Suatu hari, Seruni harus bekerja di ladang seorang diri karena kedua
orangtuanya sedang ada keperluan di desa tetangga. Ia hanya ditemani
oleh anjing peliharaannya yang diberi nama Si Toki. Sesampainya di
ladang, Seruni hanya duduk termenung sambil memandangi indahnya alam
Danau Toba.
Sementara anjingnya, Si Toki, ikut duduk di samping sambil menatap wajah
majikannya yang tampak seperti sedang menghadapi suatu masalah.
Sesekali, sang anjing menggonggong untuk mengalihkan perhatian Seruni
apabila ada sesuatu yang mencurigakan di sekitar ladang.

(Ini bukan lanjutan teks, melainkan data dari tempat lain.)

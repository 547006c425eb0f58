//! Request start/completion events.

use crate::web::{handler_fn, middleware_fn, Handler, Middleware};
use axum::extract::ConnectInfo;
use std::net::SocketAddr;
use std::sync::Arc;

/// Log `request started` before the inner handler runs and
/// `request completed` after it returns, whatever the outcome.
pub fn logger() -> Middleware {
    middleware_fn(|next: Handler| {
        handler_fn(move |scope, req| {
            let next = Arc::clone(&next);
            async move {
                let method = req.method().clone();
                let path = req
                    .uri()
                    .path_and_query()
                    .map_or_else(|| req.uri().path().to_string(), ToString::to_string);
                let remote_addr = req
                    .extensions()
                    .get::<ConnectInfo<SocketAddr>>()
                    .map_or_else(|| "unknown".to_string(), |info| info.0.to_string());

                tracing::info!(
                    target: "shortener.web",
                    trace_id = %scope.trace_id(),
                    method = %method,
                    path = %path,
                    remote_addr = %remote_addr,
                    "request started"
                );

                let result = next(Arc::clone(&scope), req).await;

                let elapsed_ms = u64::try_from(scope.elapsed().as_millis()).unwrap_or(u64::MAX);
                tracing::info!(
                    target: "shortener.web",
                    trace_id = %scope.trace_id(),
                    method = %method,
                    path = %path,
                    remote_addr = %remote_addr,
                    status = scope.status().map(|s| s.as_u16()),
                    elapsed_ms,
                    "request completed"
                );

                result
            }
        })
    })
}

#[cfg(test)]
#[allow(clippy::unwrap_used, clippy::expect_used, clippy::panic)]
mod tests {
    use super::*;
    use crate::errors::WebError;
    use crate::middleware::errors;
    use crate::web::{respond, wrap_middleware, RequestScope};
    use axum::body::Body;
    use axum::extract::Request;
    use axum::http::StatusCode;
    use std::io;
    use std::sync::Mutex;
    use tracing::subscriber::DefaultGuard;

    /// Formatted log output shared with the test subscriber.
    #[derive(Clone, Default)]
    struct CapturedLogs(Arc<Mutex<Vec<u8>>>);

    impl io::Write for CapturedLogs {
        fn write(&mut self, buf: &[u8]) -> io::Result<usize> {
            self.0.lock().unwrap().extend_from_slice(buf);
            Ok(buf.len())
        }

        fn flush(&mut self) -> io::Result<()> {
            Ok(())
        }
    }

    impl CapturedLogs {
        fn line(&self, message: &str) -> String {
            let output = String::from_utf8(self.0.lock().unwrap().clone()).unwrap();
            output
                .lines()
                .find(|line| line.contains(message))
                .unwrap_or_else(|| panic!("no {message:?} event in:\n{output}"))
                .to_string()
        }

        fn position(&self, message: &str) -> usize {
            String::from_utf8(self.0.lock().unwrap().clone())
                .unwrap()
                .find(message)
                .unwrap()
        }
    }

    // The subscriber stays installed for the current thread while the guard
    // lives; #[tokio::test] polls the test future on that same thread.
    fn capture_logs() -> (CapturedLogs, DefaultGuard) {
        let logs = CapturedLogs::default();
        let writer = logs.clone();
        let subscriber = tracing_subscriber::fmt()
            .with_writer(move || writer.clone())
            .with_ansi(false)
            .without_time()
            .with_max_level(tracing::Level::INFO)
            .finish();
        (logs, tracing::subscriber::set_default(subscriber))
    }

    fn request_from_peer() -> Request {
        let mut req = Request::builder()
            .method("POST")
            .uri("/v1/hack?x=1")
            .body(Body::empty())
            .unwrap();
        req.extensions_mut()
            .insert(ConnectInfo(SocketAddr::from(([127, 0, 0, 1], 4000))));
        req
    }

    fn assert_request_fields(line: &str) {
        assert!(line.contains("method=POST"), "{line}");
        assert!(line.contains("path=/v1/hack?x=1"), "{line}");
        assert!(line.contains("remote_addr=127.0.0.1:4000"), "{line}");
        assert!(line.contains("trace_id="), "{line}");
    }

    #[tokio::test]
    async fn test_logs_start_and_completion_with_written_status() {
        let (logs, _guard) = capture_logs();
        let handler = wrap_middleware(
            handler_fn(|scope, _req| async move {
                respond(&scope, &serde_json::json!({"status": "ok"}), StatusCode::CREATED)
            }),
            &[logger()],
        );

        handler(Arc::new(RequestScope::new()), request_from_peer())
            .await
            .unwrap();

        let started = logs.line("request started");
        let completed = logs.line("request completed");
        assert_request_fields(&started);
        assert_request_fields(&completed);
        assert!(!started.contains("status="), "{started}");
        assert!(completed.contains("status=201"), "{completed}");
        assert!(completed.contains("elapsed_ms="), "{completed}");
        assert!(logs.position("request started") < logs.position("request completed"));
    }

    #[tokio::test]
    async fn test_logs_completion_for_failed_request() {
        let (logs, _guard) = capture_logs();
        let handler = wrap_middleware(
            handler_fn(|_scope, _req| async { Err(WebError::untrusted("inner")) }),
            &[logger(), errors()],
        );

        handler(Arc::new(RequestScope::new()), request_from_peer())
            .await
            .unwrap();

        let completed = logs.line("request completed");
        assert_request_fields(&logs.line("request started"));
        assert_request_fields(&completed);
        assert!(completed.contains("status=500"), "{completed}");
    }

    #[tokio::test]
    async fn test_passes_error_through_and_still_logs_completion() {
        let (logs, _guard) = capture_logs();
        let handler = wrap_middleware(
            handler_fn(|_scope, _req| async { Err(WebError::untrusted("inner")) }),
            &[logger()],
        );

        let err = handler(Arc::new(RequestScope::new()), request_from_peer())
            .await
            .unwrap_err();

        assert_eq!(err.to_string(), "inner");
        let completed = logs.line("request completed");
        assert_request_fields(&completed);
        assert!(!completed.contains("status="), "{completed}");
    }

    #[tokio::test]
    async fn test_missing_connect_info() {
        let (logs, _guard) = capture_logs();
        let handler = wrap_middleware(handler_fn(|_scope, _req| async { Ok(()) }), &[logger()]);

        handler(Arc::new(RequestScope::new()), Request::new(Body::empty()))
            .await
            .unwrap();

        assert!(logs.line("request started").contains("remote_addr=unknown"));
    }
}
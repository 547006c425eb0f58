//! Handler and middleware plumbing mounted onto axum.
//!
//! A [`Handler`] takes the per-request [`RequestScope`] and the request, writes
//! its response into the scope via [`respond`], and returns `Ok(())` or a
//! [`WebError`]. A [`Middleware`] turns one handler into another.
//!
//! Middleware lists are applied so that the FIRST element is the OUTERMOST
//! wrapper: `[a, b, c]` around `h` runs `a(b(c(h)))`.

pub mod app;
pub mod scope;
pub mod shutdown;

pub use app::App;
pub use scope::{respond, RequestScope};
pub use shutdown::{shutdown_channel, ShutdownListener, ShutdownNotice, ShutdownSignal};

use crate::errors::WebError;
use axum::extract::Request;
use futures::future::BoxFuture;
use std::future::Future;
use std::sync::Arc;

/// Result of running a handler.
pub type HandlerResult = Result<(), WebError>;

/// Type-erased request handler.
pub type Handler =
    Arc<dyn Fn(Arc<RequestScope>, Request) -> BoxFuture<'static, HandlerResult> + Send + Sync>;

/// Handler transform.
pub type Middleware = Arc<dyn Fn(Handler) -> Handler + Send + Sync>;

/// Box an async function into a [`Handler`].
pub fn handler_fn<F, Fut>(f: F) -> Handler
where
    F: Fn(Arc<RequestScope>, Request) -> Fut + Send + Sync + 'static,
    Fut: Future<Output = HandlerResult> + Send + 'static,
{
    Arc::new(move |scope, req| Box::pin(f(scope, req)))
}

/// Box a handler transform into a [`Middleware`].
pub fn middleware_fn<F>(f: F) -> Middleware
where
    F: Fn(Handler) -> Handler + Send + Sync + 'static,
{
    Arc::new(f)
}

/// Wrap `handler` in `middleware`, first element outermost.
pub fn wrap_middleware(handler: Handler, middleware: &[Middleware]) -> Handler {
    middleware
        .iter()
        .rev()
        .fold(handler, |inner, wrap| wrap(inner))
}
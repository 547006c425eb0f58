//! Fixed RSA keys for testing.
//!
//! Generating 2048-bit RSA keys is slow, so tests share two PKCS#1 keys
//! checked in under `fixtures/`.

use shortener_service::auth::KeyStore;

/// Key id the harness registers [`PRIMARY_PRIVATE_PEM`] under.
pub const PRIMARY_KID: &str = "54bb2165-71e1-41a6-af3e-7da4a0e1e2c1";

/// Key id the harness registers [`SECONDARY_PRIVATE_PEM`] under.
pub const SECONDARY_KID: &str = "secondary";

/// Issuer the harness requires.
pub const TEST_ISSUER: &str = "URL-Shortener";

/// PKCS#1 RSA private key.
pub const PRIMARY_PRIVATE_PEM: &str = include_str!("../fixtures/primary.pem");

/// A second PKCS#1 RSA private key, unrelated to the primary one.
pub const SECONDARY_PRIVATE_PEM: &str = include_str!("../fixtures/secondary.pem");

/// A key store holding both fixture keys under their fixture kids.
pub fn fixture_key_store() -> KeyStore {
    key_store(&[
        (PRIMARY_KID, PRIMARY_PRIVATE_PEM),
        (SECONDARY_KID, SECONDARY_PRIVATE_PEM),
    ])
}

/// A key store holding exactly `keys`.
///
/// # Panics
///
/// Panics if any PEM fails to parse.
pub fn key_store(keys: &[(&str, &str)]) -> KeyStore {
    let mut store = KeyStore::new();
    for (kid, pem) in keys {
        store
            .insert_pem(*kid, pem)
            .unwrap_or_else(|e| panic!("fixture key {kid} should parse: {e}"));
    }
    store
}

#[cfg(test)]
mod tests {
    use super::*;

    #[test]
    fn test_fixture_keys_load() {
        let store = fixture_key_store();
        assert_eq!(store.kids(), vec![PRIMARY_KID, SECONDARY_KID]);
    }

    #[test]
    fn test_fixture_keys_differ() {
        assert_ne!(PRIMARY_PRIVATE_PEM, SECONDARY_PRIVATE_PEM);
        assert!(PRIMARY_PRIVATE_PEM.contains("BEGIN RSA PRIVATE KEY"));
    }
}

Sebenarnya, beberapa hari terakhir Seruni selalu tampak murung. Hal ini
disebabkan karena Sang Ayah akan menjodohkannya dengan seorang pemuda
yang masih tergolong sepupunya sendiri. Padahal, ia telah menjalin
hubungan asmara dengan seorang pemuda di desanya. Bahkan, mereka telah
berjanji akan membina rumah tangga.
Keadaan ini membuatnya menjadi bingung, tidak tahu harus berbuat apa. Ia
pun mulai berputus asa. Di satu sisi, ia tidak ingin mengecewakan kedua
orangtuanya. Namun, di sisi lain, ia juga tidak sanggup jika harus
berpisah dengan pemuda pujaan hatinya.
Setelah merenung beberapa saat dan tanpa menghasilkan apa-apa, Seruni
beranjak bangkit dari tempat ia duduk. Dengan berderai air mata, ia
berjalan perlahan ke arah Danau Toba. Rupanya ia sudah sangat berputus
asa dan ingin mengakhiri hidupnya dengan cara menceburkan diri ke Danau
Toba.
Sementara Si Toki yang juga mengikuti majikannya menuju tepi danau hanya
bisa menggonggong karena tidak tahu apa yang sedang berkecamuk di dalam
benak Seruni.
Saat berjalan ke arah tebing di tepi Danau Toba, tiba-tiba ia terperosok
ke dalam sebuah lubang batu besar hingga masuk ke dasarnya. Dan, karena
berada di dasar lubang yang sangat gelap, membuat gadis cantik itu
menjadi takut dan berteriak minta tolong kepada anjing kesayangannya.
Namun, karena Si Toki hanyalah seekor binatang, maka ia tidak dapat
berbuat apa-apa kecuali terus-menerus menggonggong di sekitar mulut
lubang.
Akhirnya gadis itu pun semakin putus asa dan berkata dalam hati, “Ah, lebih baik aku mati saja”.
Setelah berkata seperti itu, entah mengapa dinding-dinding lubang
tersebut mulai merapat. “Parapat…! Parapat batu!,” seru Seruni agar
dinding batu semakin merapat dan menghimpit tubuhnya.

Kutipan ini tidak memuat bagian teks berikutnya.